Until that happens, in one of the corners of Sharon Tal’s office are envelopes that contain fabric samples that she ordered from Europe. “I haven’t opened them yet, and I guess I’ll only get around to it next week, when I begin working on the next collection, which will actually officially launch the brand’s operations,” she says.

That collection will probably be presented next summer, and will be intended for the spring 2015 season, in an attempt to adjust to the schedule of the international fashion industry.

“Next year, we’d like to be abroad already. Maskit items were sold in prestigious department stores such as Neiman Marcus and Bergdorf Goodman, and there’s no reason we can’t be there again,” adds Tal.

Objectively speaking, one can imagine at least one reason for some hesitation on the part of buyers from department stores abroad. Various sociopolitical conditions enabled the existence of this Zionist enterprise in the mid-20th century − and Maskit was, above all, an economic-political enterprise which fused together traditions of different ethnic groups to create an original Israeli visual identity. Those conditions have changed almost beyond recognition, and so has the worldwide attitude to Israel: The respect and affection once felt for the young country have been replaced in large part over the years by feelings of aversion, hostility and repulsion due to its conduct vis-a-vis the Palestinians. Under these conditions, it will be difficult to market Palestinian-Israeli folklore in this idyllic version.

In the meantime, in the hallways leading to the company’s offices, and in design and sewing rooms on the top floor of the Tel Aviv building, one can see photographs documenting the brand’s clothes on display in the windows of those department stores, alongside pictures that testify to what once appeared to be a different reality of Israeli-Arab coexistence.

The workers in the studio seem not to attribute special importance to the history surrounding them.
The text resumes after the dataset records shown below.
#[cfg(test)]
mod tests {
    use super::*;
    use crate::{
        config::Args,
        errors::{CheckError, CheckResult},
        report::TextReporter,
        services::aws_cli::CliOutput,
    };
    use async_trait::async_trait;
    use std::{
        io::Write,
        path::Path,
        sync::{Arc, Mutex},
        time::Duration,
    };

    /// In-memory CLI: fails any call with an argument equal to a registered needle.
    #[derive(Default)]
    struct ScriptedCli {
        failing: Vec<(String, String)>,
        timing_out: Vec<String>,
        calls: Mutex<Vec<Vec<String>>>,
        probe_seen: Mutex<Option<bool>>,
    }

    impl ScriptedCli {
        fn failing_on(mut self, needle: &str, stderr: &str) -> Self {
            self.failing.push((needle.to_string(), stderr.to_string()));
            self
        }

        fn timing_out_on(mut self, needle: &str) -> Self {
            self.timing_out.push(needle.to_string());
            self
        }

        fn calls(&self) -> Vec<Vec<String>> {
            self.calls.lock().unwrap().clone()
        }
    }

    #[async_trait]
    impl AwsCli for ScriptedCli {
        async fn run(&self, args: &[String]) -> CheckResult<CliOutput> {
            self.calls.lock().unwrap().push(args.to_vec());

            // Record whether the staged file existed when `s3 cp` ran.
            if args.get(1).map(String::as_str) == Some("cp") {
                *self.probe_seen.lock().unwrap() = Some(Path::new(&args[2]).exists());
            }

            if self.timing_out.iter().any(|n| args.contains(n)) {
                return Err(CheckError::Timeout {
                    after: Duration::from_secs(1),
                });
            }
            for (needle, stderr) in &self.failing {
                if args.contains(needle) {
                    return Ok(CliOutput::failed(254, stderr.clone()));
                }
            }
            Ok(CliOutput::ok(""))
        }
    }

    /// Collects formatted tracing output for assertions.
    #[derive(Clone, Default)]
    struct LogCapture(Arc<Mutex<Vec<u8>>>);

    impl Write for LogCapture {
        fn write(&mut self, buf: &[u8]) -> io::Result<usize> {
            self.0.lock().unwrap().extend_from_slice(buf);
            Ok(buf.len())
        }

        fn flush(&mut self) -> io::Result<()> {
            Ok(())
        }
    }

    impl LogCapture {
        fn subscriber(&self) -> impl tracing::Subscriber + Send + Sync + use<> {
            let writer = self.clone();
            tracing_subscriber::fmt()
                .with_max_level(tracing::Level::WARN)
                .with_ansi(false)
                .with_writer(move || writer.clone())
                .finish()
        }

        fn contents(&self) -> String {
            String::from_utf8_lossy(&self.0.lock().unwrap()).into_owned()
        }
    }

    fn plan_checks(cfg: &AppConfig, probe: &S3Probe) -> Vec<CheckSpec> {
        build_plan(cfg, probe).into_iter().map(|p| p.spec).collect()
    }

    fn default_config() -> AppConfig {
        AppConfig::resolve(Args::default(), |_| None).unwrap()
    }

    fn suite(cli: ScriptedCli, cfg: &AppConfig, dir: &Path) -> CheckSuite<ScriptedCli> {
        CheckSuite::with_probe(cli, cfg, S3Probe::with_pid(dir, 777))
    }

    async fn run_quiet<C: AwsCli>(suite: &CheckSuite<C>) -> (RunSummary, String) {
        let mut out = Vec::new();
        let summary = {
            let mut reporter = TextReporter::new(&mut out, false);
            suite.run(&mut reporter).await.unwrap()
        };
        (summary, String::from_utf8(out).unwrap())
    }

    #[test]
    fn test_default_plan_has_twelve_checks_in_order() {
        let cfg = default_config();
        let probe = S3Probe::with_pid("/tmp", 1);
        let plan = plan_checks(&cfg, &probe);
        let services: Vec<Service> = plan.iter().map(|c| c.service).collect();
        assert_eq!(plan.len(), 12);
        assert_eq!(
            services,
            vec![
                Service::Ecr,
                Service::SecretsManager,
                Service::SecretsManager,
                Service::SecretsManager,
                Service::S3,
                Service::S3,
                Service::S3,
                Service::CloudWatchLogs,
                Service::Ecs,
                Service::Iam,
                Service::Iam,
                Service::Iam,
            ]
        );
        assert_eq!(plan.iter().filter(|c| c.mutates).count(), 2);
        assert_eq!(
            plan[0].command_line(),
            "aws ecr describe-repositories --repository-names busyb-google-workspace-mcp"
        );
        assert_eq!(
            plan[6].command_line(),
            "aws s3 rm s3://busyb-oauth-tokens-758888582357/test-cred-1.json"
        );
    }

    #[test]
    fn test_secret_checks_never_request_the_value() {
        let cfg = default_config();
        let plan = plan_checks(&cfg, &S3Probe::with_pid("/tmp", 1));
        for check in plan.iter().filter(|c| c.service == Service::SecretsManager) {
            let query = check.args.iter().position(|a| a == "--query").unwrap();
            assert_eq!(check.args[query + 1], "Name");
        }
    }

    #[tokio::test]
    async fn test_all_checks_pass() {
        let dir = tempfile::tempdir().unwrap();
        let cfg = default_config();
        let suite = suite(ScriptedCli::default(), &cfg, dir.path());

        let (summary, text) = run_quiet(&suite).await;

        assert_eq!(summary.passed, 12);
        assert_eq!(summary.failed, 0);
        assert_eq!(summary.exit_code(), 0);
        assert!(text.contains("Tests Passed: 12"));
        assert!(text.contains("Tests Failed: 0"));
        assert_eq!(suite.cli.calls().len(), 12);
    }

    #[tokio::test]
    async fn test_missing_ecr_repository_fails_only_that_check() {
        let dir = tempfile::tempdir().unwrap();
        let cfg = default_config();
        let cli = ScriptedCli::default().failing_on(
            "describe-repositories",
            "An error occurred (RepositoryNotFoundException) when calling the \
             DescribeRepositories operation: The repository does not exist",
        );
        let suite = suite(cli, &cfg, dir.path());

        let (summary, text) = run_quiet(&suite).await;

        assert_eq!(summary.passed, 11);
        assert_eq!(summary.failed, 1);
        assert_eq!(summary.exit_code(), 1);
        let ecr = summary.outcome("ECR repository access").unwrap();
        assert_eq!(ecr.status, CheckStatus::Fail);
        assert_eq!(ecr.failure.as_ref().unwrap().kind, FailureKind::NotFound);
        assert!(text.contains("Tests Passed: 11"));
        assert!(text.contains("Tests Failed: 1"));
        // the run continued past the failure
        assert_eq!(suite.cli.calls().len(), 12);
    }

    #[tokio::test]
    async fn test_each_failure_increments_by_one() {
        let dir = tempfile::tempdir().unwrap();
        let cfg = default_config();
        let plan = plan_checks(&cfg, &S3Probe::with_pid(dir.path(), 777));

        for (idx, check) in plan.iter().enumerate() {
            // pick an argument that only this check carries
            let needle = match (check.service, check.args[1].as_str()) {
                (Service::SecretsManager, _) => check.args[3].clone(),
                (Service::S3, verb) => verb.to_string(),
                _ => check.args.last().unwrap().clone(),
            };
            let cli = ScriptedCli::default().failing_on(&needle, "AccessDenied");
            let suite = suite(cli, &cfg, dir.path());
            let (summary, _) = run_quiet(&suite).await;

            assert_eq!(summary.failed, 1, "check #{idx} `{}`", check.name);
            assert_eq!(summary.passed, 11, "check #{idx} `{}`", check.name);
            assert_eq!(summary.outcomes[idx].status, CheckStatus::Fail);
            assert_eq!(summary.exit_code(), 1);
        }
    }

    #[tokio::test]
    async fn test_s3_round_trip_stages_and_cleans_up() {
        let dir = tempfile::tempdir().unwrap();
        let cfg = default_config();
        let suite = suite(ScriptedCli::default(), &cfg, dir.path());

        let (summary, _) = run_quiet(&suite).await;

        assert_eq!(*suite.cli.probe_seen.lock().unwrap(), Some(true));
        assert!(!suite.probe.local_path.exists());
        assert_eq!(summary.outcome("S3 write").unwrap().status, CheckStatus::Pass);
        assert_eq!(summary.outcome("S3 delete").unwrap().status, CheckStatus::Pass);
    }

    #[tokio::test]
    async fn test_delete_attempted_and_local_file_removed_when_upload_fails() {
        let dir = tempfile::tempdir().unwrap();
        let cfg = default_config();
        let cli = ScriptedCli::default().failing_on("cp", "upload failed: AccessDenied");
        let suite = suite(cli, &cfg, dir.path());

        let (summary, _) = run_quiet(&suite).await;

        let calls = suite.cli.calls();
        let cp = calls.iter().position(|c| c[1] == "cp").unwrap();
        let rm = calls.iter().position(|c| c[1] == "rm").unwrap();
        assert_eq!(rm, cp + 1);
        assert!(!suite.probe.local_path.exists());
        assert_eq!(summary.outcome("S3 write").unwrap().status, CheckStatus::Fail);
        assert_eq!(summary.failed, 1);
    }

    #[tokio::test]
    async fn test_failed_delete_after_upload_is_reported() {
        let dir = tempfile::tempdir().unwrap();
        let cfg = default_config();
        let cli = ScriptedCli::default().failing_on("rm", "delete failed: AccessDenied");
        let suite = suite(cli, &cfg, dir.path());

        let logs = LogCapture::default();
        let (summary, _) = {
            let _guard = tracing::subscriber::set_default(logs.subscriber());
            run_quiet(&suite).await
        };

        assert_eq!(summary.outcome("S3 write").unwrap().status, CheckStatus::Pass);
        let delete = summary.outcome("S3 delete").unwrap();
        assert_eq!(delete.status, CheckStatus::Fail);
        assert_eq!(delete.failure.as_ref().unwrap().kind, FailureKind::AccessDenied);
        assert_eq!(summary.failed, 1);
        assert_eq!(summary.exit_code(), 1);
        assert!(!suite.probe.local_path.exists());

        let text = logs.contents();
        assert!(text.contains("probe object was uploaded but could not be deleted"));
        assert!(text.contains("s3://busyb-oauth-tokens-758888582357/test-cred-777.json"));
    }

    #[tokio::test]
    async fn test_failed_upload_does_not_warn_about_orphans() {
        let dir = tempfile::tempdir().unwrap();
        let cfg = default_config();
        let cli = ScriptedCli::default()
            .failing_on("cp", "AccessDenied")
            .failing_on("rm", "AccessDenied");
        let suite = suite(cli, &cfg, dir.path());

        let logs = LogCapture::default();
        let (summary, _) = {
            let _guard = tracing::subscriber::set_default(logs.subscriber());
            run_quiet(&suite).await
        };

        assert_eq!(summary.failed, 2);
        assert!(!logs.contents().contains("could not be deleted"));
    }

    #[tokio::test]
    async fn test_new_stages_in_private_dir() {
        let cfg = default_config();
        let suite = CheckSuite::new(ScriptedCli::default(), &cfg).unwrap();
        let staging = suite.probe.local_path.parent().unwrap().to_path_buf();

        assert_ne!(staging, std::env::temp_dir());
        assert!(staging.is_dir());
        assert_eq!(suite.probe.key, format!("test-cred-{}.json", std::process::id()));

        let (summary, _) = run_quiet(&suite).await;
        assert_eq!(summary.passed, 12);
        assert_eq!(*suite.cli.probe_seen.lock().unwrap(), Some(true));

        drop(suite);
        assert!(!staging.exists());
    }

    #[tokio::test]
    async fn test_caller_arn_carried_into_summary() {
        let dir = tempfile::tempdir().unwrap();
        let cfg = default_config();
        let mut suite = suite(ScriptedCli::default(), &cfg, dir.path());
        suite.set_caller_arn(Some("arn:aws:iam::1:user/ci".into()));

        let (summary, text) = run_quiet(&suite).await;

        assert_eq!(summary.caller_arn.as_deref(), Some("arn:aws:iam::1:user/ci"));
        assert!(text.contains("Caller identity: arn:aws:iam::1:user/ci"));
    }

    #[tokio::test]
    async fn test_skip_s3_write() {
        let dir = tempfile::tempdir().unwrap();
        let mut cfg = default_config();
        cfg.skip_s3_write = true;
        let suite = suite(ScriptedCli::default(), &cfg, dir.path());

        let (summary, text) = run_quiet(&suite).await;

        assert_eq!(summary.passed, 10);
        assert_eq!(summary.skipped, 2);
        assert_eq!(summary.exit_code(), 0);
        assert!(text.contains("Tests Skipped: 2"));
        assert!(suite.cli.calls().iter().all(|c| c[1] != "cp" && c[1] != "rm"));
        assert!(suite.cli.probe_seen.lock().unwrap().is_none());
    }

    #[tokio::test]
    async fn test_runner_errors_count_as_failures() {
        let dir = tempfile::tempdir().unwrap();
        let cfg = default_config();
        let cli = ScriptedCli::default().timing_out_on("describe-clusters");
        let suite = suite(cli, &cfg, dir.path());

        let (summary, _) = run_quiet(&suite).await;

        let ecs = summary.outcome("ECS cluster").unwrap();
        assert_eq!(ecs.status, CheckStatus::Fail);
        let failure = ecs.failure.as_ref().unwrap();
        assert_eq!(failure.kind, FailureKind::Timeout);
        assert_eq!(failure.exit_code, None);
        assert_eq!(summary.failed, 1);
    }

    #[tokio::test]
    async fn test_repeated_runs_agree() {
        let dir = tempfile::tempdir().unwrap();
        let cfg = default_config();
        let cli = ScriptedCli::default().failing_on("ecsTaskExecutionRole", "NoSuchEntity");
        let suite = suite(cli, &cfg, dir.path());

        let (first, _) = run_quiet(&suite).await;
        let (second, _) = run_quiet(&suite).await;

        let statuses = |s: &RunSummary| s.outcomes.iter().map(|o| o.status).collect::<Vec<_>>();
        assert_eq!(statuses(&first), statuses(&second));
        assert_eq!(first.exit_code(), second.exit_code());
        assert_ne!(first.run_id, second.run_id);
    }

    #[tokio::test]
    async fn test_configured_lists_expand_plan() {
        let dir = tempfile::tempdir().unwrap();
        let mut cfg = default_config();
        cfg.secret_ids = vec!["only/one".into()];
        cfg.role_names = vec!["a".into(), "b".into(), "c".into(), "d".into()];
        let suite = suite(ScriptedCli::default(), &cfg, dir.path());

        assert_eq!(suite.checks().count(), 1 + 1 + 3 + 2 + 4);
    }
}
They’re busy working, wearing white coats embroidered with the Maskit logo. “We wanted them to feel proud of their work, a bit like the haute couture sewers in Paris,” says Tal, explaining their uniforms.

If everything works as planned, and Tal’s vision is realized, this step of hers − and of her husband, Nir Tal, the company’s co-CEO − will not only bring back to life one of the outstanding former players in the history of Israeli fashion. It could also mark a new, optimistic chapter in the history of local fashion, and perhaps encourage young entrepreneurs to revive other Israeli brands that won international followings, such as Rozi Ben-Yosef’s Rikma or Beged Or.

For now, it is hard to foresee what the Israel’s fashion scene will look like 10 years down the line if for example, a new generation of fashionistas is offered a choice between brand-new lines of knitted tops in a revived Niva line, or quality cotton garments made by a reborn Ata, and what the influence of such a trend might be on a new generation of designers: Will they prefer the warm safety of an established brand with a glorious past to venturing out unarmed into the market?

At least for Sharon Tal, not seeing her own name on the logo isn’t a problem. “Many people who have accompanied me throughout this process have asked me why I don’t want to establish my own brand, and my answer is simple: I wanted to do something that is a life project and larger than life, and Maskit is exactly that.”